Placemaking is a multi-faceted approach to the planning, design and management of public spaces. Placemaking capitalizes on a local community's assets, inspiration, and potential, with the intention of creating public spaces that improve urban vitality and promote people's health, happiness, and well-being. It is political due to the nature of place identity. Placemaking is both a process and a philosophy that makes use of urban design principles. It can be either official and government led, or community driven grassroots tactical urbanism, such as extending sidewalks with chalk, paint, and planters, or open streets events such as Bogotá, Colombia's Ciclovía. Good placemaking makes use of underutilized space to enhance the urban experience at the pedestrian scale to build habits of locals.

History

The concepts behind placemaking originated in the 1960s, when writers like Jane Jacobs and William H. Whyte offered groundbreaking ideas about designing cities that catered to people, not just to cars and shopping centers. Their work focused on the importance of lively neighborhoods and inviting public spaces. Jacobs advocated citizen ownership of streets through the now-famous idea of "eyes on the street." Whyte emphasized essential elements for creating social life in public spaces.

The term came into use in the 1970s by landscape architects, architects and urban planners to describe the process of creating squares, plazas, parks, streets and waterfronts that will attract people because they are pleasurable or interesting. Landscape often plays an important role in the design process.  The term encourages disciplines involved in designing the built environment to work together in pursuit of qualities that they each alone are unable to achieve.

Bernard Hunt, of HTA Architects noted that: "We have theories, specialisms, regulations, exhortations, demonstration projects. We have planners. We have highway engineers. We have mixed use, mixed tenure, architecture, community architecture, urban design, neighbourhood strategy.  But what seems to have happened is that we have simply lost the art of placemaking; or, put another way, we have lost the simple art of placemaking. We are good at putting up buildings but we are bad at making places."

Jan Gehl has said "First life, then spaces, then buildings – the other way around never works"; and "In a Society becoming steadily more privatized with private homes, cars, computers, offices and shopping centers, the public component of our lives is disappearing. It is more and more important to make the cities inviting, so we can meet our fellow citizens face to face and experience directly through our senses. Public life in good quality public spaces is an important part of a democratic life and a full life."

The writings of poet Wendell Berry have contributed to an imaginative grasp of place and placemaking, particularly with reference to local ecology and local economy.

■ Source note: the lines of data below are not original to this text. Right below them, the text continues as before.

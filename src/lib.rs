//! # crave-rs: constrained-random stimulus generation
//!
//! **`crave-rs`** produces random values for variables that must satisfy a set of
//! constraints, the way a verification testbench randomizes transactions.
//!
//! ## How it works
//!
//! Constraints are collected in a [`ConstraintRegistry`][crate::constraint::ConstraintRegistry]
//! and split into **partitions** that share no variable. Each partition is bit-blasted into a
//! [`Bdd`][crate::bdd::Bdd] and solved on its own, so a solution is drawn uniformly from
//! the models of every partition independently. Vector constraints (`foreach`, `unique`)
//! are solved afterwards, once the vector sizes are known.
//!
//! ## Key Features
//!
//! - **Soft constraints**: dropped when they conflict with the hard ones, keeping a maximal
//!   consistent subset.
//! - **Cover constraints**: [`next_cov`][crate::generator::Generator::next_cov] hits each one
//!   once before falling back to plain solving.
//! - **Contradiction analysis**: all minimal groups of conflicting hard constraints, by name.
//! - **Distributions**: weighted ranges and values suggested on every solve.
//! - **Object trees**: [`RandObject`][crate::object::RandObject] composes the constraints of
//!   nested objects into a single generator.
//!
//! ## Basic Usage
//!
//! ```rust
//! use crave_rs::context::Context;
//! use crave_rs::generator::Generator;
//!
//! let ctx = Context::new();
//! let x = ctx.var::<u8>();
//! let y = ctx.var::<u8>();
//!
//! let mut gen = Generator::new(&ctx);
//! gen.add(x.lt(&y)).unwrap();
//! gen.add(y.le(100)).unwrap();
//! gen.add((&x + &y).equal(100)).unwrap();
//!
//! assert!(gen.next().unwrap());
//! assert!(x.get() < y.get());
//! assert_eq!(x.get() as u32 + y.get() as u32, 100);
//! ```
//!
//! ## Core Components
//!
//! - **[`generator`]**: The top-level [`Generator`][crate::generator::Generator].
//! - **[`expr`]**: Constraint expressions and their sorts.
//! - **[`backend`]**: The solver interface and its BDD implementation.
//! - **[`bdd`]**: The BDD manager the backend is built on.

pub mod backend;
pub mod bdd;
pub mod blast;
pub mod cache;
pub mod config;
pub mod constraint;
pub mod context;
pub mod distribution;
pub mod dot;
pub mod error;
pub mod eval;
pub mod expr;
pub mod generator;
pub mod mus;
pub mod object;
pub mod partition;
pub mod reference;
pub mod sat;
pub mod table;
pub mod utils;
pub mod variable_generator;
pub mod variable_solver;
pub mod variables;
pub mod vector;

He writes that, "If what we see and experience, if our country, does not become real in imagination, then it never can become real to us, and we are forever divided from it... Imagination is a particularizing and a local force, native to the ground underfoot."

In recent years, placemaking has been widely applied in the field of Sports Management and the sports industry.  Often times, the idea of placemaking centers around urban real estate development, centralized around a stadium or sports district.

Principles 
According to Project for Public Spaces, successful placemaking is based on eleven basic principles:

The Community Knows Best 

An important aspect of placemaking is taking into account inputs of the people who will be using the public space most.  That is, to say, the community for which the public space is intended.  This is important because members of the community are likely to have useful insights into how the space does - or should - function, as well as a historical perspective of the area, and an understanding of what does and does not matter to other members of the community.

Places, Not Designs 

Placemaking is not just about designing a park or plaza with efficient pedestrian circulation.  It involves taking into account the interrelations between surrounding retailers, vendors, amenities provided, and activities taking place in the space, then fine-tuning the space with landscape changes, additions of seating, etc., to make all of those elements mesh.  The end result should be a cohesive unit that creates greater value for the community than just the sum of its parts.

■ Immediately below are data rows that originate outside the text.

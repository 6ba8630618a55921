/// Knobs shared by a [`Generator`][crate::generator::Generator] and everything it builds.
#[derive(Debug, Clone)]
pub struct GeneratorConfig {
    /// Size of a vector whose size variable has no value after solving.
    pub default_vector_size: usize,
    /// Upper bound asserted on every constrained vector size.
    pub max_vector_size: usize,
    /// Skip contradiction and soft-constraint analysis, and single-variable presolving.
    pub bypass_constraint_analysis: bool,
    /// Build and solve partitions on worker threads.
    pub multithreaded: bool,
    /// Pre-sample each unconstrained-by-others variable from its own constraints.
    pub single_var_presolve: bool,
    /// Seed for solver construction. `None` seeds from entropy.
    pub seed: Option<u64>,
    /// Unique table size (log2) of each BDD solver.
    pub storage_bits: usize,
}

impl Default for GeneratorConfig {
    fn default() -> Self {
        Self {
            default_vector_size: 5,
            max_vector_size: 1000,
            bypass_constraint_analysis: false,
            multithreaded: false,
            single_var_presolve: true,
            seed: None,
            storage_bits: 16,
        }
    }
}

impl GeneratorConfig {
    pub fn with_seed(mut self, seed: u64) -> Self {
        self.seed = Some(seed);
        self
    }

    pub fn with_multithreading(mut self, multithreaded: bool) -> Self {
        self.multithreaded = multithreaded;
        self
    }

    pub fn with_bypass_constraint_analysis(mut self, bypass: bool) -> Self {
        self.bypass_constraint_analysis = bypass;
        self
    }

    pub fn with_default_vector_size(mut self, size: usize) -> Self {
        self.default_vector_size = size;
        self
    }

    pub fn with_max_vector_size(mut self, size: usize) -> Self {
        self.max_vector_size = size;
        self
    }
}
impl Display for Sort {
    fn fmt(&self, f: &mut Formatter<'_>) -> std::fmt::Result {
        match self {
            Sort::Bool => write!(f, "bool"),
            Sort::BitVec { width, signed: true } => write!(f, "i{}", width),
            Sort::BitVec { width, signed: false } => write!(f, "u{}", width),
        }
    }
}

#[derive(Debug, Copy, Clone, Eq, PartialEq, Hash)]
pub enum UnaryOp {
    /// Logical negation.
    Not,
    /// Two's complement negation.
    Neg,
    /// Bitwise complement.
    Complement,
}

#[derive(Debug, Copy, Clone, Eq, PartialEq, Hash)]
pub enum BinaryOp {
    Add,
    Sub,
    Mul,
    Div,
    Rem,
    Shl,
    Shr,
    BitAnd,
    BitOr,
    BitXor,
    And,
    Or,
    Equal,
    NotEqual,
    Less,
    LessEqual,
    Greater,
    GreaterEqual,
}

impl BinaryOp {
    pub const fn symbol(self) -> &'static str {
        match self {
            BinaryOp::Add => "+",
            BinaryOp::Sub => "-",
            BinaryOp::Mul => "*",
            BinaryOp::Div => "/",
            BinaryOp::Rem => "%",
            BinaryOp::Shl => "<<",
            BinaryOp::Shr => ">>",
            BinaryOp::BitAnd => "&",
            BinaryOp::BitOr => "|",
            BinaryOp::BitXor => "^",
            BinaryOp::And => "&&",
            BinaryOp::Or => "||",
            BinaryOp::Equal => "==",
            BinaryOp::NotEqual => "!=",
            BinaryOp::Less => "<",
            BinaryOp::LessEqual => "<=",
            BinaryOp::Greater => ">",
            BinaryOp::GreaterEqual => ">=",
        }
    }

    pub const fn is_predicate(self) -> bool {
        matches!(
            self,
            BinaryOp::And
                | BinaryOp::Or
                | BinaryOp::Equal
                | BinaryOp::NotEqual
                | BinaryOp::Less
                | BinaryOp::LessEqual
                | BinaryOp::Greater
                | BinaryOp::GreaterEqual
        )
    }
}

#[derive(Debug, Clone, Eq, PartialEq)]
pub enum Node {
    Variable { id: u32, sort: Sort },
    Constant { value: u64, sort: Sort },
    /// Index variable bound by a `foreach`.
    Placeholder { id: u32 },
    Vector { id: u32, elem: Sort },
    VectorAccess { vector: Expr, index: Expr },
    Unary { op: UnaryOp, arg: Expr },
    Inside { arg: Expr, set: Vec<i64> },
    /// Widen by `by` bits, sign-extending signed operands.
    Extend { arg: Expr, by: u32 },
    BitSlice { arg: Expr, hi: u32, lo: u32 },
    Binary { op: BinaryOp, lhs: Expr, rhs: Expr },
    Ite { cond: Expr, then: Expr, other: Expr },
    ForEach { vector: Expr, placeholder: u32, body: Expr },
    Unique { vector: Expr },
}

/// Sort of foreach placeholders and of the literal indices substituted for them.
pub const INDEX_SORT: Sort = Sort::unsigned(32);

#[derive(Debug, Clone, Eq, PartialEq)]
pub struct Expr {
    node: Arc<Node>,
    sort: Sort,
}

Placemaking is a Group Effort 

Partners for political, financial, and intellectual backing are crucial to getting a public space improvement project off the ground.  These partners can range from individuals, to private or municipal institutions, to museums, to schools.

Make and Act on Observations 

By observing how a public space is used, it is possible to gain an understanding of what the community does and does not like about it.  This understanding can be used to assess what activities and amenities may be missing from the space.  Even after a public space has been built, observation is key to properly managing it, and evolving it to better suit the community's needs over time.

Requires a Vision 

As with many other types of project, a placemaking project needs a vision to succeed.  This vision should not be the grand design of a single person, but the aggregate conception of the entire community.

Requires Patience 

A placemaking project does not happen overnight.  Do not be discouraged if things do not go exactly as planned at first, or if progress seems slow.

Triangulate 

Triangulation, simply put, is the strategic placement of amenities, such that they encourage social interaction, and are used more frequently.  For example, "if a children's reading room in a new library is located so that it is next to a children's playground in a park and a food kiosk is added, more activity will occur than if these facilities were located separately."

Ignore Naysayers 
Just because it hasn't been done doesn't mean it can't be done.  What it does mean is that there are few people, in either the private or public sectors, who have the job of creating places.

Form Supports Function 
A public space's form factor should be formulated with its intended function(s) in mind.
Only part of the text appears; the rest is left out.